我々は酒田を故郷とする責任世代として、その役割を果たしていきます。

地域の未来を創造する

青年会議所で運動していて常に考えることがあります。私自身が酒田青年会議所に入会していなかったら、酒田に生まれ育った一人としてどのように地域と向き合っていたのか。責任世代としてどのような場所で、どんなことを考えていたのか・・・。

入会してから、たくさんの尊敬する諸先輩方と共に運動や活動をして多くの学びや気づきをいただきました。修練として自分の心身をさらに鍛え、奉仕として愛する故郷へ尽くし、志同じ仲間との出会いと運動を通して育んだ友情。そこで得たものは何物にも代えがたいものであります。そして、今後も多くの仲間たちと共に、地域と向き合い、明るい豊かな社会の実現に向けて一緒に歩んでいけることを誇りに感じています。
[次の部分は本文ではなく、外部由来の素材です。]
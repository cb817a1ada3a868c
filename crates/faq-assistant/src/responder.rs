//! Intent classification and dispatch
//!
//! [`Responder::respond`] is the call boundary for UI collaborators. It is
//! stateless across calls: the knowledge base goes in and comes back out, and
//! the caller keeps it for the next turn.

use crate::error::Result;
use crate::learning::{KnowledgeStore, Learner, LEARN_KEYWORD};
use crate::retrieval::Matcher;
use crate::types::{Intent, KnowledgeBase, Response};

/// Input that ends the session
pub const GOODBYE_COMMAND: &str = "goodbye";

pub const FAREWELL_MESSAGE: &str = "Goodbye! Have a great day.";
pub const FALLBACK_MESSAGE: &str =
    "Sorry, I don't know the answer to that. Try rephrasing or use 'learn question: answer'.";

/// Classifies user input and dispatches to the learner or matcher
#[derive(Debug, Clone)]
pub struct Responder {
    learner: Learner,
    matcher: Matcher,
}

impl Responder {
    /// Create a responder persisting taught facts to `store`
    pub fn new(store: KnowledgeStore) -> Self {
        Self::with_matcher(store, Matcher::default())
    }

    /// Create a responder with a custom matcher (e.g. another tokenizer)
    pub fn with_matcher(store: KnowledgeStore, matcher: Matcher) -> Self {
        Self {
            learner: Learner::new(store),
            matcher,
        }
    }

    pub fn store(&self) -> &KnowledgeStore {
        self.learner.store()
    }

    /// Answer one user turn
    ///
    /// Rules, in priority order, on the trimmed lowercase input:
    /// 1. exactly `goodbye` ends the session
    /// 2. a leading `learn` is a teach command
    /// 3. otherwise the first matching knowledge key answers, or the fallback
    pub fn respond(&self, input: &str, kb: KnowledgeBase) -> Result<Response> {
        let command = input.trim().to_lowercase();

        if command == GOODBYE_COMMAND {
            tracing::debug!(intent = %Intent::Goodbye, "Classified input");
            return Ok(Response::new(Intent::Goodbye, FAREWELL_MESSAGE, kb));
        }

        if command.starts_with(LEARN_KEYWORD) {
            tracing::debug!(intent = %Intent::Learn, "Classified input");
            let (kb, message) = self.learner.learn(&command, kb)?;
            return Ok(Response::new(Intent::Learn, message, kb));
        }

        let response = match self.matcher.find(input, &kb).cloned() {
            Some(answer) => Response::new(Intent::Answer, answer, kb),
            None => Response::new(Intent::Unknown, FALLBACK_MESSAGE, kb),
        };
        tracing::debug!(intent = %response.intent, "Classified input");

        Ok(response)
    }
}

#[cfg(test)]
mod tests {
    use super::*;
    use crate::learning::default_knowledge;
    use crate::types::Answer;
    use tempfile::TempDir;

    fn responder_in(dir: &TempDir) -> Responder {
        Responder::new(KnowledgeStore::new(dir.path().join("knowledge_data.json")))
    }

    #[test]
    fn test_every_key_answers_itself() {
        let dir = TempDir::new().unwrap();
        let responder = responder_in(&dir);
        let kb = default_knowledge();

        // "goodbye" is claimed by the session-ending rule
        for (key, answer) in kb.iter().filter(|(k, _)| k.as_str() != GOODBYE_COMMAND) {
            let response = responder.respond(key, kb.clone()).unwrap();
            assert_eq!(response.intent, Intent::Answer, "key '{}'", key);
            assert_eq!(&response.reply, answer, "key '{}'", key);
            assert_eq!(response.knowledge, kb);
        }
    }

    #[test]
    fn test_goodbye_regardless_of_knowledge() {
        let dir = TempDir::new().unwrap();
        let responder = responder_in(&dir);

        for kb in [KnowledgeBase::new(), default_knowledge()] {
            let response = responder.respond("  GoodBye ", kb.clone()).unwrap();
            assert_eq!(response.intent, Intent::Goodbye);
            assert_eq!(response.reply, Answer::from(FAREWELL_MESSAGE));
            assert_eq!(response.knowledge, kb);
        }
    }

    #[test]
    fn test_goodbye_inside_sentence_is_not_goodbye_intent() {
        let dir = TempDir::new().unwrap();
        let responder = responder_in(&dir);
        let kb = default_knowledge();

        let response = responder.respond("goodbye for now", kb.clone()).unwrap();

        assert_eq!(response.intent, Intent::Answer);
        assert_eq!(Some(&response.reply), kb.get("goodbye"));
    }

    #[test]
    fn test_learn_then_answer_round_trip() {
        let dir = TempDir::new().unwrap();
        let responder = responder_in(&dir);

        let learned = responder.respond("learn foo: bar", default_knowledge()).unwrap();
        assert_eq!(learned.intent, Intent::Learn);
        assert_eq!(learned.knowledge.get("foo"), Some(&Answer::from("bar")));

        let asked = responder.respond("foo", learned.knowledge).unwrap();
        assert_eq!(asked.intent, Intent::Answer);
        assert_eq!(asked.reply, Answer::from("bar"));

        // The taught fact survives a reload
        let reloaded = responder.store().load().unwrap();
        assert_eq!(reloaded.get("foo"), Some(&Answer::from("bar")));
    }

    #[test]
    fn test_learn_without_separator() {
        let dir = TempDir::new().unwrap();
        let responder = responder_in(&dir);
        let kb = default_knowledge();

        let response = responder.respond("learn foobar", kb.clone()).unwrap();

        assert_eq!(response.intent, Intent::Learn);
        assert!(response.reply.render().contains("learn question: answer"));
        assert_eq!(response.knowledge, kb);
    }

    #[test]
    fn test_learn_with_empty_sides_still_inserts() {
        let dir = TempDir::new().unwrap();
        let responder = responder_in(&dir);

        let response = responder.respond("learn card limit:", default_knowledge()).unwrap();
        assert_eq!(response.intent, Intent::Learn);
        assert_eq!(response.knowledge.get("card limit"), Some(&Answer::from("")));

        let response = responder.respond("learn : orphan", response.knowledge).unwrap();
        assert_eq!(response.intent, Intent::Learn);
        assert_eq!(response.knowledge.get(""), Some(&Answer::from("orphan")));

        let reloaded = responder.store().load().unwrap();
        assert_eq!(reloaded, response.knowledge);
    }

    #[test]
    fn test_learn_keyword_case_and_leading_whitespace() {
        let dir = TempDir::new().unwrap();
        let responder = responder_in(&dir);

        let response = responder
            .respond("   LEARN Card Limit: 5000", default_knowledge())
            .unwrap();

        assert_eq!(response.intent, Intent::Learn);
        assert_eq!(response.knowledge.get("card limit"), Some(&Answer::from("5000")));
    }

    #[test]
    fn test_unknown_input() {
        let dir = TempDir::new().unwrap();
        let responder = responder_in(&dir);

        let response = responder.respond("xyzzy-nonsense", default_knowledge()).unwrap();

        assert_eq!(response.intent, Intent::Unknown);
        assert_eq!(response.reply, Answer::from(FALLBACK_MESSAGE));
    }

    #[test]
    fn test_case_insensitive() {
        let dir = TempDir::new().unwrap();
        let responder = responder_in(&dir);
        let kb = default_knowledge();

        let upper = responder.respond("HELLO", kb.clone()).unwrap();
        let lower = responder.respond("hello", kb).unwrap();

        assert_eq!(upper, lower);
        assert_eq!(upper.intent, Intent::Answer);
    }

    #[test]
    fn test_banking_hours_in_sentence() {
        let dir = TempDir::new().unwrap();
        let responder = responder_in(&dir);
        let kb = default_knowledge();

        let response = responder.respond("what are your banking hours", kb.clone()).unwrap();

        assert_eq!(response.intent, Intent::Answer);
        assert_eq!(Some(&response.reply), kb.get("banking hours"));
    }

    #[test]
    fn test_learn_with_failing_store_still_answers() {
        let dir = TempDir::new().unwrap();
        let blocker = dir.path().join("blocker");
        std::fs::write(&blocker, "").unwrap();
        let responder = Responder::new(KnowledgeStore::new(blocker.join("kb.json")));

        let response = responder.respond("learn foo: bar", default_knowledge()).unwrap();

        assert_eq!(response.intent, Intent::Learn);
        assert!(response.reply.render().starts_with("Sorry, I couldn't save"));
        assert_eq!(response.knowledge.get("foo"), Some(&Answer::from("bar")));
    }
}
酒田青年会議所は、2012年11月に公益社団法人格を取得しました。
私は入会して8年目となりますが、我々はいつも運動の公益性を意識して事業を組み立ててきたと思います。今年度は、公益社団法人格を取得し具体的運動を行う初めての一年間となります。新しい時代への期待だけではなく責任も伴ってきます。
以前にも増して地域で責任ある立場の団体となった今日、我々の運動は、個人が自発的に動きだし、地域社会へ伝播していかなければなりません。

そして、その運動は地域社会を巻き込み、良き未来へと繋がっていくことを確信します。我々は、新しい時代へ向けて率先して地域の先頭に立ち運動を起こし、明るい豊かな社会に向けてキャンパスに未来を描き、創造していかなければなりません。

我々は責任世代として、信念をもって、地域の未来を創造していきます。

あなたが本当にそうだと信じることは、常に起こります。
そして、信念がそれを起こさせるのです。